When you output the entries, begin with the first line and end with the line containing "pub fn align(series: &[SampledSeries])", keeping each line exactly as it is.

★ ★ ★ ★ ★ ★ ★

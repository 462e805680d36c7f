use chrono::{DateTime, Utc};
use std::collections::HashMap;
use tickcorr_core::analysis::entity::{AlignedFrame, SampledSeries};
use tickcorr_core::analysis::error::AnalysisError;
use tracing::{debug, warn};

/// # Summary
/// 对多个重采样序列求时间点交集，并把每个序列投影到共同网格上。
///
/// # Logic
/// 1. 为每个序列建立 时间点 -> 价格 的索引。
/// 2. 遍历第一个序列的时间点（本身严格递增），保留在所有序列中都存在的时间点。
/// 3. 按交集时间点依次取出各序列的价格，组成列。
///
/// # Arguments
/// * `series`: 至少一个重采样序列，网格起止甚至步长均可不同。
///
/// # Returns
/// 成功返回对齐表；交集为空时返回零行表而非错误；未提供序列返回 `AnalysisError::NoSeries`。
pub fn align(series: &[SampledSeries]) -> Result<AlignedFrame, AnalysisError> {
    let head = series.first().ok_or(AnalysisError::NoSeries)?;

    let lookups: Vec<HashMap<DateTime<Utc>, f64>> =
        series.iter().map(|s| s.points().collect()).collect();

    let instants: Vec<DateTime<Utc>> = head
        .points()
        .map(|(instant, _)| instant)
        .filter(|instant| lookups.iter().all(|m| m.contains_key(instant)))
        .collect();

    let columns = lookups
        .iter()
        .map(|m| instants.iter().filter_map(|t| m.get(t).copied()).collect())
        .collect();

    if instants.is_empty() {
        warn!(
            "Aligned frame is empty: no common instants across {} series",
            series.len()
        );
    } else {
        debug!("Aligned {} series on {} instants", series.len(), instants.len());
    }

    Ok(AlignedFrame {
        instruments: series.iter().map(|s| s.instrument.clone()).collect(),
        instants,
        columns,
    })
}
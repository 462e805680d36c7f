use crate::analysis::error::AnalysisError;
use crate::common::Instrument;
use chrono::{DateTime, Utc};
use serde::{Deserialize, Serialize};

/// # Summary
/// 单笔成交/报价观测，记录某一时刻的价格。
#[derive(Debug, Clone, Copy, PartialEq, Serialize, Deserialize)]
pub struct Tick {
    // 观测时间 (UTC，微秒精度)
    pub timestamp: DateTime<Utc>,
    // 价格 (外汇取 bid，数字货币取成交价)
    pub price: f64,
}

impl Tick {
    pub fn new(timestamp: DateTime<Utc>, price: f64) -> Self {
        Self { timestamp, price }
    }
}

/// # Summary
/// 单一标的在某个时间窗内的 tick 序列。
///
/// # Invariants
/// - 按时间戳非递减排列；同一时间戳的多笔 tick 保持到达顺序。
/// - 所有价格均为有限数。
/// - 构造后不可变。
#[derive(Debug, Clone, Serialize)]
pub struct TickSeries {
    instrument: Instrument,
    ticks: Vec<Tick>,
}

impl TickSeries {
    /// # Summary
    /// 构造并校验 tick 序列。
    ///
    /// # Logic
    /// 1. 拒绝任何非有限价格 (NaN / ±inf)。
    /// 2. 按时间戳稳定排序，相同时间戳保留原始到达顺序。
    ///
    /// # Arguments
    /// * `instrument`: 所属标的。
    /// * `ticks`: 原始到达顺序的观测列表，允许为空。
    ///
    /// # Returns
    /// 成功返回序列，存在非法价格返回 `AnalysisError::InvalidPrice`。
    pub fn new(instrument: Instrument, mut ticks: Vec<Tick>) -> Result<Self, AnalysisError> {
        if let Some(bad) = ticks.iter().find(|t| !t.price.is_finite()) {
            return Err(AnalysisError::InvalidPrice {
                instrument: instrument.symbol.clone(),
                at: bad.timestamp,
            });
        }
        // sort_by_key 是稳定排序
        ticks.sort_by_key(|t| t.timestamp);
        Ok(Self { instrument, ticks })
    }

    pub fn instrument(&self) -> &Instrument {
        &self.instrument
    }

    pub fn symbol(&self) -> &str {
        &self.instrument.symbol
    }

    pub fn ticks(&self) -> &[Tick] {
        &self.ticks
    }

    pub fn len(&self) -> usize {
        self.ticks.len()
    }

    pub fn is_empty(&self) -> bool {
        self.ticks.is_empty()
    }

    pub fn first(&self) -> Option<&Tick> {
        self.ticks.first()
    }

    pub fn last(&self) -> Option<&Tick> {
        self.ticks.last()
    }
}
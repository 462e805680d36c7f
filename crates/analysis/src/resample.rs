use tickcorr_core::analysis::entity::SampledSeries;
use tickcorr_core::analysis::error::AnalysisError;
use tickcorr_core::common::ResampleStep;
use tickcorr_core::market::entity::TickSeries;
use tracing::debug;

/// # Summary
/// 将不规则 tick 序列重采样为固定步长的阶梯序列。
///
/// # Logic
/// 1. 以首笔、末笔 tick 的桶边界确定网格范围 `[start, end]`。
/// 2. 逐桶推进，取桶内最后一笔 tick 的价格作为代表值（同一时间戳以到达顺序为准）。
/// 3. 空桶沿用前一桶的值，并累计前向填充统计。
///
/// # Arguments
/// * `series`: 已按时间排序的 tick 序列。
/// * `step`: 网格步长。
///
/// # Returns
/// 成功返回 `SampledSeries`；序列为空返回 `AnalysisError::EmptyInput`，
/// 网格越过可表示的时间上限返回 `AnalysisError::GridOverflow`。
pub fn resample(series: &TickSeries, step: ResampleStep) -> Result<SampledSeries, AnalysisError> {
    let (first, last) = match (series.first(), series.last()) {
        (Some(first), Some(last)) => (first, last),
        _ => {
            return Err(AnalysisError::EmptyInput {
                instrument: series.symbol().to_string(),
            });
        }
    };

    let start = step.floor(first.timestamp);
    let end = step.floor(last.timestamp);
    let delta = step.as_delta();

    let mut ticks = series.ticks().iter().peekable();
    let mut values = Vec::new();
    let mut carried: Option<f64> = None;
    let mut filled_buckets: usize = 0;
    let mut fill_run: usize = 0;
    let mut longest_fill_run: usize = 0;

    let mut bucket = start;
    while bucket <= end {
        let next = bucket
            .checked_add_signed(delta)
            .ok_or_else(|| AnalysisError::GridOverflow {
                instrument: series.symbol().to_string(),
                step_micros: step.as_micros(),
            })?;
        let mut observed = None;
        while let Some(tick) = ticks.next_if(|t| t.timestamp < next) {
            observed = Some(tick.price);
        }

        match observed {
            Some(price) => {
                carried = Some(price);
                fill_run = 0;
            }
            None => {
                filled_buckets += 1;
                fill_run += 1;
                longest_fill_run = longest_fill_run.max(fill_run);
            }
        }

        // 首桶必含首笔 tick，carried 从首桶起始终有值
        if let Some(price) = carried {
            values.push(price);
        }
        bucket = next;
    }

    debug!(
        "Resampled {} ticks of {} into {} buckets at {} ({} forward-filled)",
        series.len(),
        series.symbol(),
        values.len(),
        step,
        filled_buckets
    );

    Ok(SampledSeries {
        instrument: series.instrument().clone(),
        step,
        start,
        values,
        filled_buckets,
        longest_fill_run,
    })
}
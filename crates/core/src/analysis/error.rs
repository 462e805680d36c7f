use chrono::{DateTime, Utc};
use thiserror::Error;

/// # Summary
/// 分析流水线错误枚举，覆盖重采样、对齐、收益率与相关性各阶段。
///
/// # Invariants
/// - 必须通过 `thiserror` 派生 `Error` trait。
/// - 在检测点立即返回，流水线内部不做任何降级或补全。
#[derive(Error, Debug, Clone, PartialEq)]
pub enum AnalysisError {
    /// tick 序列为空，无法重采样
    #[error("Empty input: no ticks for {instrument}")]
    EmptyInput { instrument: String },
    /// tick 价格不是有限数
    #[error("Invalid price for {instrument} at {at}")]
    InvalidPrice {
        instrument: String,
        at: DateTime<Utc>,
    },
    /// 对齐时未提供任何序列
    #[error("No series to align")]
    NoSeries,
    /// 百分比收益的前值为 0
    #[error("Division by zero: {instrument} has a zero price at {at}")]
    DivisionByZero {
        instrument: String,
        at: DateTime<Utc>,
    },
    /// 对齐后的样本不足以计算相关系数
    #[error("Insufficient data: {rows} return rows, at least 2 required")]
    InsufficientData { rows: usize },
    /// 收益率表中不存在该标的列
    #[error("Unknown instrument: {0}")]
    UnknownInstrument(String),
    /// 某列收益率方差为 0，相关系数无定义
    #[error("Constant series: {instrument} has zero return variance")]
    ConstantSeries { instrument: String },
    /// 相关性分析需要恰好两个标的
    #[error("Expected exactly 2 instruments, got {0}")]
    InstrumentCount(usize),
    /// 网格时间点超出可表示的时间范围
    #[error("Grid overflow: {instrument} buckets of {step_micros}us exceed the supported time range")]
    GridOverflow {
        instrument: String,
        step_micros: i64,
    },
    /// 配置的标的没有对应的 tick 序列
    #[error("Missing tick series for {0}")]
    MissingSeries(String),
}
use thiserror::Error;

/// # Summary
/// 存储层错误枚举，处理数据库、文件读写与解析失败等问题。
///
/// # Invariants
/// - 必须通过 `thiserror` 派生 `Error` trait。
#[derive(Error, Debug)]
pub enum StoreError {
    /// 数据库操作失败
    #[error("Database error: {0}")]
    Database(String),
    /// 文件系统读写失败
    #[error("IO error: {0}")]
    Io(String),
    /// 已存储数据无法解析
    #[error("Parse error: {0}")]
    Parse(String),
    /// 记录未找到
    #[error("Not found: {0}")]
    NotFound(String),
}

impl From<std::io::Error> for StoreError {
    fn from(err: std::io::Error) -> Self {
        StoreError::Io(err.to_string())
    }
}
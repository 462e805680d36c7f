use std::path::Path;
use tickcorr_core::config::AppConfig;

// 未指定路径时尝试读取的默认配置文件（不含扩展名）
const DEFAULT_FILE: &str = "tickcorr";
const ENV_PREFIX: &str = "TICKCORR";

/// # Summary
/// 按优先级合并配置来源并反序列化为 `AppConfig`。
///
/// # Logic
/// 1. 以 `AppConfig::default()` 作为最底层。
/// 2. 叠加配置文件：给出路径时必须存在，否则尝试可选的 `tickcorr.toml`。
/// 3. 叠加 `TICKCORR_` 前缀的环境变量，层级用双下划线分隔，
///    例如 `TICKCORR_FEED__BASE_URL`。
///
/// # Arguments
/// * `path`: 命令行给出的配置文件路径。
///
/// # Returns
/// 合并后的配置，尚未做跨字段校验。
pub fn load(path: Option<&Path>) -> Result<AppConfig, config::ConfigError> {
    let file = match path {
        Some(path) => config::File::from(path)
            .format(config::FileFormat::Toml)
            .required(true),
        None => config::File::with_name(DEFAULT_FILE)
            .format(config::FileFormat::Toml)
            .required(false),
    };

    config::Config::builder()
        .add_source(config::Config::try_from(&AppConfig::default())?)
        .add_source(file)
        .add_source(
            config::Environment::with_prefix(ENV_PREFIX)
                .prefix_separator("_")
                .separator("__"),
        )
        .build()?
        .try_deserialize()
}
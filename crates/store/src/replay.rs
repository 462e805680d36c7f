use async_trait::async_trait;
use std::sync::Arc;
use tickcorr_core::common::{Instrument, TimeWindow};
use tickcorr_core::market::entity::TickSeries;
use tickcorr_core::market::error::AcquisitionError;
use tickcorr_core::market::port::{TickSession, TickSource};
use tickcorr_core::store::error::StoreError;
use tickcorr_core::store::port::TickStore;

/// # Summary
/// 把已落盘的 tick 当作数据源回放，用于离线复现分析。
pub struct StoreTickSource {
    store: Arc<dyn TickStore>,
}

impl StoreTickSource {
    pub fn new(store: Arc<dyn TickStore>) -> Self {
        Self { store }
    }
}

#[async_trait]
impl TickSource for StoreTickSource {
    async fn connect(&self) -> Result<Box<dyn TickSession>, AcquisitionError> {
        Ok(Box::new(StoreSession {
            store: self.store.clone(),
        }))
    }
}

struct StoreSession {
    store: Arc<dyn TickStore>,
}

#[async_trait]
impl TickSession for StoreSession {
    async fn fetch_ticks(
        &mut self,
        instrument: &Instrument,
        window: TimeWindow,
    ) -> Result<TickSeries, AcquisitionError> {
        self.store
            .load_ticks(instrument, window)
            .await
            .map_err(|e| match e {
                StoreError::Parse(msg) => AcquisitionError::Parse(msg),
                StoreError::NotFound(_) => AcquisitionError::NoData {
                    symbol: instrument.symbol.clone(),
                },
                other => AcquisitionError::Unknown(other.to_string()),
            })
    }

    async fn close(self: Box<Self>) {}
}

★ ★ ★ ★ ★ ★ ★

> _WORKED SOLUTION_
repository 462e805680d36c7f
use chrono::{DateTime, Utc};
use std::collections::HashMap;
use tickcorr_core::analysis::entity::{AlignedFrame, SampledSeries};
use tickcorr_core::analysis::error::AnalysisError;
use tracing::{debug, warn};

/// # Summary
/// 对多个重采样序列求时间点交集，并把每个序列投影到共同网格上。
///
/// # Logic
/// 1. 为每个序列建立 时间点 -> 价格 的索引。
/// 2. 遍历第一个序列的时间点（本身严格递增），保留在所有序列中都存在的时间点。
/// 3. 按交集时间点依次取出各序列的价格，组成列。
///
/// # Arguments
/// * `series`: 至少一个重采样序列，网格起止甚至步长均可不同。
///
/// # Returns
/// 成功返回对齐表；交集为空时返回零行表而非错误；未提供序列返回 `AnalysisError::NoSeries`。
pub fn align(series: &[SampledSeries]) -> Result<AlignedFrame, AnalysisError> {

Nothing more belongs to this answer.